● EXTRACTED DATA:
====
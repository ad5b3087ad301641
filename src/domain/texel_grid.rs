use rand::Rng;
use rayon::prelude::*;

use super::{Rule, Texel};

/// CPU-resident texel grid.
/// Rows are stored bottom-up: row 0 is the bottom edge, matching GPU texture space.
#[derive(Clone, Debug, PartialEq)]
pub struct TexelGrid {
    width: usize,
    height: usize,
    texels: Vec<Texel>,
}

impl TexelGrid {
    /// Create a new grid with all cells dead
    pub fn new(width: usize, height: usize) -> Self {
        Self {
            width,
            height,
            texels: vec![Texel::DEAD; width * height],
        }
    }

    /// Grid with roughly `density` of its cells alive
    pub fn random(width: usize, height: usize, density: f64, rng: &mut impl Rng) -> Self {
        let density = density.clamp(0.0, 1.0);
        let texels = (0..width * height)
            .map(|_| {
                if rng.random_bool(density) {
                    Texel::ALIVE
                } else {
                    Texel::DEAD
                }
            })
            .collect();
        Self { width, height, texels }
    }

    /// Get grid dimensions
    pub const fn dimensions(&self) -> (usize, usize) {
        (self.width, self.height)
    }

    const fn index(&self, x: usize, y: usize) -> usize {
        y * self.width + x
    }

    /// Get texel at position (with bounds checking)
    pub fn get(&self, x: usize, y: usize) -> Option<Texel> {
        (x < self.width && y < self.height).then(|| self.texels[self.index(x, y)])
    }

    /// Set texel at position; out-of-range writes are dropped
    pub fn set(&mut self, x: usize, y: usize, texel: Texel) {
        if x < self.width && y < self.height {
            let idx = self.index(x, y);
            self.texels[idx] = texel;
        }
    }

    /// Overwrite every texel
    pub fn fill(&mut self, texel: Texel) {
        self.texels.iter_mut().for_each(|t| *t = texel);
    }

    /// Copy tightly packed RGBA bytes into the rectangle at (x, y).
    /// Texels falling outside the grid are dropped.
    pub fn write_region(&mut self, data: &[u8], x: usize, y: usize, w: usize, h: usize) {
        debug_assert!(data.len() >= w * h * 4);
        for row in 0..h {
            for col in 0..w {
                let offset = (row * w + col) * 4;
                let Some(bytes) = data.get(offset..offset + 4) else {
                    return;
                };
                let texel = Texel([bytes[0], bytes[1], bytes[2], bytes[3]]);
                self.set(x + col, y + row, texel);
            }
        }
    }

    /// Tightly packed RGBA bytes of the whole grid, bottom row first
    pub fn to_bytes(&self) -> Vec<u8> {
        self.texels.iter().flat_map(|t| t.bytes()).collect()
    }

    /// Number of alive cells
    pub fn population(&self) -> usize {
        self.texels.iter().filter(|t| t.is_alive()).count()
    }

    /// Count live neighbors using toroidal wrapping
    fn count_live_neighbors(&self, x: usize, y: usize) -> u8 {
        let w = self.width as isize;
        let h = self.height as isize;

        (-1..=1)
            .flat_map(|dy| (-1..=1).map(move |dx| (dx, dy)))
            .filter(|&(dx, dy)| dx != 0 || dy != 0)
            .map(|(dx, dy)| {
                let nx = (x as isize + dx).rem_euclid(w) as usize;
                let ny = (y as isize + dy).rem_euclid(h) as usize;
                self.texels[self.index(nx, ny)]
            })
            .filter(|texel| texel.is_alive())
            .count() as u8
    }

    /// Run one generation of `rule`, reading `self` and overwriting all of `target`.
    /// Rows are processed in parallel.
    pub fn evolve_into(&self, rule: &dyn Rule, target: &mut TexelGrid) {
        debug_assert_eq!(self.dimensions(), target.dimensions());
        let width = self.width;

        target
            .texels
            .par_chunks_mut(width)
            .enumerate()
            .for_each(|(y, row)| {
                for (x, out) in row.iter_mut().enumerate() {
                    let alive = self.texels[self.index(x, y)].is_alive();
                    let neighbors = self.count_live_neighbors(x, y);
                    *out = Texel::from_state(rule.evolve(alive, neighbors));
                }
            });
    }

    /// Iterate over all texels with their positions
    pub fn iter_texels(&self) -> impl Iterator<Item = (usize, usize, Texel)> + '_ {
        (0..self.height)
            .flat_map(move |y| (0..self.width).map(move |x| (x, y)))
            .map(|(x, y)| (x, y, self.texels[self.index(x, y)]))
    }
}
====
● ASSIGNMENT: Every line above is to be duplicated exactly as shown.

● TASK RESULT:
repository ad5b3087ad301641
filename src/domain/texel_grid.rs
use rand::Rng;
use rayon::prelude::*;

use super::{Rule, Texel};

/// CPU-resident texel grid.
/// Rows are stored bottom-up: row 0 is the bottom edge, matching GPU texture space.
#[derive(Clone, Debug, PartialEq)]
pub struct TexelGrid {
    width: usize,
    height: usize,
    texels: Vec<Texel>,
}

impl TexelGrid {
    /// Create a new grid with all cells dead
    pub fn new(width: usize, height: usize) -> Self {
        Self {
            width,
            height,
            texels: vec![Texel::DEAD; width * height],
        }
    }

    /// Grid with roughly `density` of its cells alive
    pub fn random(width: usize, height: usize, density: f64, rng: &mut impl Rng) -> Self {
        let density = density.clamp(0.0, 1.0);
        let texels = (0..width * height)
            .map(|_| {
                if rng.random_bool(density) {
                    Texel::ALIVE
                } else {
                    Texel::DEAD
                }
            })
            .collect();
        Self { width, height, texels }
    }

    /// Get grid dimensions
    pub const fn dimensions(&self) -> (usize, usize) {
        (self.width, self.height)
    }

    const fn index(&self, x: usize, y: usize) -> usize {
        y * self.width + x
    }

    /// Get texel at position (with bounds checking)
    pub fn get(&self, x: usize, y: usize) -> Option<Texel> {
        (x < self.width && y < self.height).then(|| self.texels[self.index(x, y)])
    }

    /// Set texel at position; out-of-range writes are dropped
    pub fn set(&mut self, x: usize, y: usize, texel: Texel) {
        if x < self.width && y < self.height {
            let idx = self.index(x, y);
            self.texels[idx] = texel;
        }
    }

    /// Overwrite every texel
    pub fn fill(&mut self, texel: Texel) {
        self.texels.iter_mut().for_each(|t| *t = texel);
    }

    /// Copy tightly packed RGBA bytes into the rectangle at (x, y).
    /// Texels falling outside the grid are dropped.
    pub fn write_region(&mut self, data: &[u8], x: usize, y: usize, w: usize, h: usize) {
        debug_assert!(data.len() >= w * h * 4);
        for row in 0..h {
            for col in 0..w {
                let offset = (row * w + col) * 4;
                let Some(bytes) = data.get(offset..offset + 4) else {
                    return;
                };
                let texel = Texel([bytes[0], bytes[1], bytes[2], bytes[3]]);
                self.set(x + col, y + row, texel);
            }
        }
    }

    /// Tightly packed RGBA bytes of the whole grid, bottom row first
    pub fn to_bytes(&self) -> Vec<u8> {
        self.texels.iter().flat_map(|t| t.bytes()).collect()
    }

    /// Number of alive cells
    pub fn population(&self) -> usize {
        self.texels.iter().filter(|t| t.is_alive()).count()
    }

    /// Count live neighbors using toroidal wrapping
    fn count_live_neighbors(&self, x: usize, y: usize) -> u8 {
        let w = self.width as isize;
        let h = self.height as isize;

        (-1..=1)
            .flat_map(|dy| (-1..=1).map(move |dx| (dx, dy)))
            .filter(|&(dx, dy)| dx != 0 || dy != 0)
            .map(|(dx, dy)| {
                let nx = (x as isize + dx).rem_euclid(w) as usize;
                let ny = (y as isize + dy).rem_euclid(h) as usize;
                self.texels[self.index(nx, ny)]
            })
            .filter(|texel| texel.is_alive())
            .count() as u8
    }

    /// Run one generation of `rule`, reading `self` and overwriting all of `target`.
    /// Rows are processed in parallel.
    pub fn evolve_into(&self, rule: &dyn Rule, target: &mut TexelGrid) {
        debug_assert_eq!(self.dimensions(), target.dimensions());
        let width = self.width;

        target
            .texels
            .par_chunks_mut(width)
            .enumerate()
            .for_each(|(y, row)| {
                for (x, out) in row.iter_mut().enumerate() {
                    let alive = self.texels[self.index(x, y)].is_alive();
                    let neighbors = self.count_live_neighbors(x, y);
                    *out = Texel::from_state(rule.evolve(alive, neighbors));
                }
            });
    }

    /// Iterate over all texels with their positions
    pub fn iter_texels(&self) -> impl Iterator<Item = (usize, usize, Texel)> + '_ {
        (0..self.height)
            .flat_map(move |y| (0..self.width).map(move |x| (x, y)))
            .map(|(x, y)| (x, y, self.texels[self.index(x, y)]))
    }
}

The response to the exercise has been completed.